#### Problem to work on
Produce an exact copy of all records below.
=== Section Start ===
//! IN/OUT and the I/O permission machinery.

use crate::cpu::{Cpu, Env};
use crate::decode::Instruction;
use crate::exception::Exception;
use crate::state::{OpSize, REG_EDX};

impl Cpu {
    /// IOPL gate plus the TSS I/O permission bitmap.
    ///
    /// CPL ≤ IOPL passes outright (outside V86). Otherwise every port in
    /// `port..port + size` must have a clear bit in the current TSS's IOPM;
    /// a missing or truncated map denies everything.
    pub(crate) fn check_io_permission(&mut self, port: u16, size: OpSize) -> Result<(), Exception> {
        if !self.protected_mode() {
            return Ok(());
        }
        if !self.v86_mode() && self.cpl() <= self.iopl() {
            return Ok(());
        }

        if !self.tr.is_32bit {
            // A 286 TSS has no I/O permission map.
            return Err(Exception::gp0());
        }
        let iomap_base = self.read_linear_u16(self.tr.base.wrapping_add(0x66))?;
        if u32::from(iomap_base) > self.tr.limit {
            return Err(Exception::gp0());
        }
        for p in u32::from(port)..u32::from(port) + size.bytes() {
            let byte_offset = u32::from(iomap_base) + p / 8;
            if byte_offset > self.tr.limit {
                return Err(Exception::gp0());
            }
            let bits = self.read_linear_u8(self.tr.base.wrapping_add(byte_offset))?;
            if bits & (1 << (p % 8)) != 0 {
                return Err(Exception::gp0());
            }
        }
        Ok(())
    }
}

fn in_port(cpu: &mut Cpu, env: &mut Env<'_>, port: u16, size: OpSize) -> Result<(), Exception> {
    cpu.check_io_permission(port, size)?;
    let value = env.io.io_read(port, size);
    match size {
        OpSize::Byte => cpu.set_al(value as u8),
        OpSize::Word => cpu.set_ax(value as u16),
        OpSize::Dword => cpu.set_eax(value),
    }
    Ok(())
}

fn out_port(cpu: &mut Cpu, env: &mut Env<'_>, port: u16, size: OpSize) -> Result<(), Exception> {
    cpu.check_io_permission(port, size)?;
    let value = match size {
        OpSize::Byte => u32::from(cpu.al()),
        OpSize::Word => u32::from(cpu.ax()),
        OpSize::Dword => cpu.eax(),
    };
    env.io.io_write(port, size, value);
    Ok(())
}

pub(crate) fn in_al_imm8(cpu: &mut Cpu, env: &mut Env<'_>, insn: &Instruction) -> Result<(), Exception> {
    in_port(cpu, env, insn.imm as u16, OpSize::Byte)
}

pub(crate) fn in_eax_imm8(cpu: &mut Cpu, env: &mut Env<'_>, insn: &Instruction) -> Result<(), Exception> {
    in_port(cpu, env, insn.imm as u16, insn.osize())
}

pub(crate) fn in_al_dx(cpu: &mut Cpu, env: &mut Env<'_>, _insn: &Instruction) -> Result<(), Exception> {
    let port = cpu.read_reg16(REG_EDX);
    in_port(cpu, env, port, OpSize::Byte)
}

pub(crate) fn in_eax_dx(cpu: &mut Cpu, env: &mut Env<'_>, insn: &Instruction) -> Result<(), Exception> {
    let port = cpu.read_reg16(REG_EDX);
    in_port(cpu, env, port, insn.osize())
}

pub(crate) fn out_imm8_al(cpu: &mut Cpu, env: &mut Env<'_>, insn: &Instruction) -> Result<(), Exception> {
    out_port(cpu, env, insn.imm as u16, OpSize::Byte)
}

pub(crate) fn out_imm8_eax(cpu: &mut Cpu, env: &mut Env<'_>, insn: &Instruction) -> Result<(), Exception> {
    out_port(cpu, env, insn.imm as u16, insn.osize())
}

pub(crate) fn out_dx_al(cpu: &mut Cpu, env: &mut Env<'_>, _insn: &Instruction) -> Result<(), Exception> {
    let port = cpu.read_reg16(REG_EDX);
    out_port(cpu, env, port, OpSize::Byte)
}

pub(crate) fn out_dx_eax(cpu: &mut Cpu, env: &mut Env<'_>, insn: &Instruction) -> Result<(), Exception> {
    let port = cpu.read_reg16(REG_EDX);
    out_port(cpu, env, port, insn.osize())
}

#[cfg(test)]
mod tests {
    use super::*;
    use crate::cpu::{Cpu, CpuConfig};
    use crate::state::{SystemSegmentReg, CR0_PE};

    const TSS_BASE: u32 = 0x2000;
    const IOMAP_OFFSET: u16 = 0x80;

    /// CPL 3, IOPL 0, a 386 TSS whose IOPM allows port 0x60 and denies
    /// port 0x61.
    fn user_cpu_with_iomap() -> Cpu {
        let mut cpu = Cpu::new(CpuConfig::default()).unwrap();
        cpu.cr0 |= CR0_PE;
        cpu.cpl = 3;
        cpu.set_iopl(0);

        cpu.bus_mut()
            .load(TSS_BASE + 0x66, &IOMAP_OFFSET.to_le_bytes());
        // Bitmap byte covering ports 0x60..0x67: only bit 1 (port 0x61) set.
        cpu.bus_mut()
            .load(TSS_BASE + u32::from(IOMAP_OFFSET) + 0x60 / 8, &[0b0000_0010]);
        cpu.tr = SystemSegmentReg {
            selector: 0x30,
            base: TSS_BASE,
            limit: u32::from(IOMAP_OFFSET) + 0x2000 / 8,
            is_32bit: true,
        };
        cpu
    }

    #[test]
    fn iopl_gate_passes_privileged_code() {
        let mut cpu = Cpu::new(CpuConfig::default()).unwrap();
        cpu.cr0 |= CR0_PE;
        cpu.set_iopl(0);
        assert!(cpu.check_io_permission(0x3F8, OpSize::Byte).is_ok());
    }

    #[test]
    fn iomap_bit_gates_user_io() {
        let mut cpu = user_cpu_with_iomap();
        assert!(cpu.check_io_permission(0x60, OpSize::Byte).is_ok());
        assert_eq!(
            cpu.check_io_permission(0x61, OpSize::Byte).unwrap_err(),
            Exception::gp0()
        );
        // A word access spanning an allowed and a denied port is denied.
        assert_eq!(
            cpu.check_io_permission(0x60, OpSize::Word).unwrap_err(),
            Exception::gp0()
        );
    }

    #[test]
    fn truncated_iomap_denies_everything() {
        let mut cpu = user_cpu_with_iomap();
        cpu.tr.limit = u32::from(IOMAP_OFFSET) - 1;
        assert_eq!(
            cpu.check_io_permission(0x60, OpSize::Byte).unwrap_err(),
            Exception::gp0()
        );
    }

    #[test]
    fn a_16bit_tss_has_no_iomap() {
        let mut cpu = user_cpu_with_iomap();
        cpu.tr.is_32bit = false;
        assert_eq!(
            cpu.check_io_permission(0x60, OpSize::Byte).unwrap_err(),
            Exception::gp0()
        );
    }
}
=== Section End ===
#### Written answer
//! IN/OUT and the I/O permission machinery.

use crate::cpu::{Cpu, Env};
use crate::decode::Instruction;
use crate::exception::Exception;
use crate::state::{OpSize, REG_EDX};

impl Cpu {
    /// IOPL gate plus the TSS I/O permission bitmap.
    ///
    /// CPL ≤ IOPL passes outright (outside V86). Otherwise every port in
    /// `port..port + size` must have a clear bit in the current TSS's IOPM;
    /// a missing or truncated map denies everything.
    pub(crate) fn check_io_permission(&mut self, port: u16, size: OpSize) -> Result<(), Exception> {
        if !self.protected_mode() {
            return Ok(());
        }
        if !self.v86_mode() && self.cpl() <= self.iopl() {
            return Ok(());
        }

        if !self.tr.is_32bit {
            // A 286 TSS has no I/O permission map.
            return Err(Exception::gp0());
        }
        let iomap_base = self.read_linear_u16(self.tr.base.wrapping_add(0x66))?;
        if u32::from(iomap_base) > self.tr.limit {
            return Err(Exception::gp0());
        }
        for p in u32::from(port)..u32::from(port) + size.bytes() {
            let byte_offset = u32::from(iomap_base) + p / 8;
            if byte_offset > self.tr.limit {
                return Err(Exception::gp0());
            }
            let bits = self.read_linear_u8(self.tr.base.wrapping_add(byte_offset))?;
            if bits & (1 << (p % 8)) != 0 {
                return Err(Exception::gp0());
            }
        }
        Ok(())
    }
}

fn in_port(cpu: &mut Cpu, env: &mut Env<'_>, port: u16, size: OpSize) -> Result<(), Exception> {
    cpu.check_io_permission(port, size)?;
    let value = env.io.io_read(port, size);
    match size {
        OpSize::Byte => cpu.set_al(value as u8),
        OpSize::Word => cpu.set_ax(value as u16),
        OpSize::Dword => cpu.set_eax(value),
    }
    Ok(())
}

fn out_port(cpu: &mut Cpu, env: &mut Env<'_>, port: u16, size: OpSize) -> Result<(), Exception> {
    cpu.check_io_permission(port, size)?;
    let value = match size {
        OpSize::Byte => u32::from(cpu.al()),
        OpSize::Word => u32::from(cpu.ax()),
        OpSize::Dword => cpu.eax(),
    };
    env.io.io_write(port, size, value);
    Ok(())
}

pub(crate) fn in_al_imm8(cpu: &mut Cpu, env: &mut Env<'_>, insn: &Instruction) -> Result<(), Exception> {
    in_port(cpu, env, insn.imm as u16, OpSize::Byte)
}

pub(crate) fn in_eax_imm8(cpu: &mut Cpu, env: &mut Env<'_>, insn: &Instruction) -> Result<(), Exception> {
    in_port(cpu, env, insn.imm as u16, insn.osize())
}

pub(crate) fn in_al_dx(cpu: &mut Cpu, env: &mut Env<'_>, _insn: &Instruction) -> Result<(), Exception> {
    let port = cpu.read_reg16(REG_EDX);
    in_port(cpu, env, port, OpSize::Byte)
}

pub(crate) fn in_eax_dx(cpu: &mut Cpu, env: &mut Env<'_>, insn: &Instruction) -> Result<(), Exception> {
    let port = cpu.read_reg16(REG_EDX);
    in_port(cpu, env, port, insn.osize())
}

pub(crate) fn out_imm8_al(cpu: &mut Cpu, env: &mut Env<'_>, insn: &Instruction) -> Result<(), Exception> {
    out_port(cpu, env, insn.imm as u16, OpSize::Byte)
}

pub(crate) fn out_imm8_eax(cpu: &mut Cpu, env: &mut Env<'_>, insn: &Instruction) -> Result<(), Exception> {
    out_port(cpu, env, insn.imm as u16, insn.osize())
}

pub(crate) fn out_dx_al(cpu: &mut Cpu, env: &mut Env<'_>, _insn: &Instruction) -> Result<(), Exception> {
    let port = cpu.read_reg16(REG_EDX);
    out_port(cpu, env, port, OpSize::Byte)
}

pub(crate) fn out_dx_eax(cpu: &mut Cpu, env: &mut Env<'_>, insn: &Instruction) -> Result<(), Exception> {
    let port = cpu.read_reg16(REG_EDX);
    out_port(cpu, env, port, insn.osize())
}

#[cfg(test)]
mod tests {
    use super::*;
    use crate::cpu::{Cpu, CpuConfig};
    use crate::state::{SystemSegmentReg, CR0_PE};

    const TSS_BASE: u32 = 0x2000;
    const IOMAP_OFFSET: u16 = 0x80;

    /// CPL 3, IOPL 0, a 386 TSS whose IOPM allows port 0x60 and denies
    /// port 0x61.
    fn user_cpu_with_iomap() -> Cpu {
        let mut cpu = Cpu::new(CpuConfig::default()).unwrap();
        cpu.cr0 |= CR0_PE;
        cpu.cpl = 3;
        cpu.set_iopl(0);

        cpu.bus_mut()
            .load(TSS_BASE + 0x66, &IOMAP_OFFSET.to_le_bytes());
        // Bitmap byte covering ports 0x60..0x67: only bit 1 (port 0x61) set.
        cpu.bus_mut()
            .load(TSS_BASE + u32::from(IOMAP_OFFSET) + 0x60 / 8, &[0b0000_0010]);
        cpu.tr = SystemSegmentReg {
            selector: 0x30,
            base: TSS_BASE,
            limit: u32::from(IOMAP_OFFSET) + 0x2000 / 8,
            is_32bit: true,
        };
        cpu
    }

    #[test]
    fn iopl_gate_passes_privileged_code() {
        let mut cpu = Cpu::new(CpuConfig::default()).unwrap();
        cpu.cr0 |= CR0_PE;
        cpu.set_iopl(0);
        assert!(cpu.check_io_permission(0x3F8, OpSize::Byte).is_ok());
    }

    #[test]
    fn iomap_bit_gates_user_io() {
        let mut cpu = user_cpu_with_iomap();
        assert!(cpu.check_io_permission(0x60, OpSize::Byte).is_ok());
        assert_eq!(
            cpu.check_io_permission(0x61, OpSize::Byte).unwrap_err(),
            Exception::gp0()
        );
        // A word access spanning an allowed and a denied port is denied.
        assert_eq!(
            cpu.check_io_permission(0x60, OpSize::Word).unwrap_err(),
            Exception::gp0()
        );
    }

    #[test]
    fn truncated_iomap_denies_everything() {
        let mut cpu = user_cpu_with_iomap();
        cpu.tr.limit = u32::from(IOMAP_OFFSET) - 1;
        assert_eq!(
            cpu.check_io_permission(0x60, OpSize::Byte).unwrap_err(),
            Exception::gp0()
        );
    }

    #[test]
    fn a_16bit_tss_has_no_iomap() {
        let mut cpu = user_cpu_with_iomap();
        cpu.tr.is_32bit = false;
        assert_eq!(
            cpu.check_io_permission(0x60, OpSize::Byte).unwrap_err(),
            Exception::gp0()
        );
    }
}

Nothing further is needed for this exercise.